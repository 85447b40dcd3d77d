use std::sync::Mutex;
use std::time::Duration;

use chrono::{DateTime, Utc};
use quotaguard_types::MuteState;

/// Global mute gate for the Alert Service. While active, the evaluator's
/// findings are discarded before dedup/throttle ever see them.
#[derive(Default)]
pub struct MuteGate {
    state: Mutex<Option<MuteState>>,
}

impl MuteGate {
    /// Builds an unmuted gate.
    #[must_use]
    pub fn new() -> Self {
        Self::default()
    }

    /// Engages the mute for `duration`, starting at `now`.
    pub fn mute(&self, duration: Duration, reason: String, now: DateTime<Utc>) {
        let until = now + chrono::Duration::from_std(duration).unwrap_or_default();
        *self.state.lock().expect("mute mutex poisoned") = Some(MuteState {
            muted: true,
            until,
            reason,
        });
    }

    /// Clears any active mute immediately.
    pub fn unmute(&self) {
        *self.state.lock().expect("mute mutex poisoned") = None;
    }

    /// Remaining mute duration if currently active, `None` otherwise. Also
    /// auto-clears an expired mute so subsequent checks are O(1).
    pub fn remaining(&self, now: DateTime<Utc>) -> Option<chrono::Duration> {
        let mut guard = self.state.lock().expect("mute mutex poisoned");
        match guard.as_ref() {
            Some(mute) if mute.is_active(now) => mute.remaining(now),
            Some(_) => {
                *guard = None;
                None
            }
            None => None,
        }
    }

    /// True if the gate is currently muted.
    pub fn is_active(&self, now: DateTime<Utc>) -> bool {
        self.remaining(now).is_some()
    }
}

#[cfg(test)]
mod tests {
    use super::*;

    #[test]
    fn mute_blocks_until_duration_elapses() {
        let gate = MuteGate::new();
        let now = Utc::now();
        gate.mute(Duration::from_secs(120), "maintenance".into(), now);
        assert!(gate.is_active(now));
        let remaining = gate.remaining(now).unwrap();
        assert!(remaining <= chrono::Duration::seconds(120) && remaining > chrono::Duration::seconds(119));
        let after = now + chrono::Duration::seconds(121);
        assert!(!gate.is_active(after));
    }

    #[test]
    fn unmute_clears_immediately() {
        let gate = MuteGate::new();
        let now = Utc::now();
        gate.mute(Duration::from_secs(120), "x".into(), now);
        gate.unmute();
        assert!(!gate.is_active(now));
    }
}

* * *

> [TASK ITEM]: When you reply, retype each line exactly as it appears above.

> [COMPLETED TASK]:
repository 85447b40dcd3d77d
use std::sync::Mutex;
use std::time::Duration;

use chrono::{DateTime, Utc};
use quotaguard_types::MuteState;

/// Global mute gate for the Alert Service. While active, the evaluator's
/// findings are discarded before dedup/throttle ever see them.
#[derive(Default)]
pub struct MuteGate {
    state: Mutex<Option<MuteState>>,
}

impl MuteGate {
    /// Builds an unmuted gate.
    #[must_use]
    pub fn new() -> Self {
        Self::default()
    }

    /// Engages the mute for `duration`, starting at `now`.
    pub fn mute(&self, duration: Duration, reason: String, now: DateTime<Utc>) {
        let until = now + chrono::Duration::from_std(duration).unwrap_or_default();
        *self.state.lock().expect("mute mutex poisoned") = Some(MuteState {
            muted: true,
            until,
            reason,
        });
    }

    /// Clears any active mute immediately.
    pub fn unmute(&self) {
        *self.state.lock().expect("mute mutex poisoned") = None;
    }

    /// Remaining mute duration if currently active, `None` otherwise. Also
    /// auto-clears an expired mute so subsequent checks are O(1).
    pub fn remaining(&self, now: DateTime<Utc>) -> Option<chrono::Duration> {
        let mut guard = self.state.lock().expect("mute mutex poisoned");
        match guard.as_ref() {
            Some(mute) if mute.is_active(now) => mute.remaining(now),
            Some(_) => {
                *guard = None;
                None
            }
            None => None,
        }
    }

    /// True if the gate is currently muted.
    pub fn is_active(&self, now: DateTime<Utc>) -> bool {
        self.remaining(now).is_some()
    }
}

#[cfg(test)]
mod tests {
    use super::*;

    #[test]
    fn mute_blocks_until_duration_elapses() {
        let gate = MuteGate::new();
        let now = Utc::now();
        gate.mute(Duration::from_secs(120), "maintenance".into(), now);
        assert!(gate.is_active(now));
        let remaining = gate.remaining(now).unwrap();
        assert!(remaining <= chrono::Duration::seconds(120) && remaining > chrono::Duration::seconds(119));
        let after = now + chrono::Duration::seconds(121);
        assert!(!gate.is_active(after));
    }

    #[test]
    fn unmute_clears_immediately() {
        let gate = MuteGate::new();
        let now = Utc::now();
        gate.mute(Duration::from_secs(120), "x".into(), now);
        gate.unmute();
        assert!(!gate.is_active(now));
    }
}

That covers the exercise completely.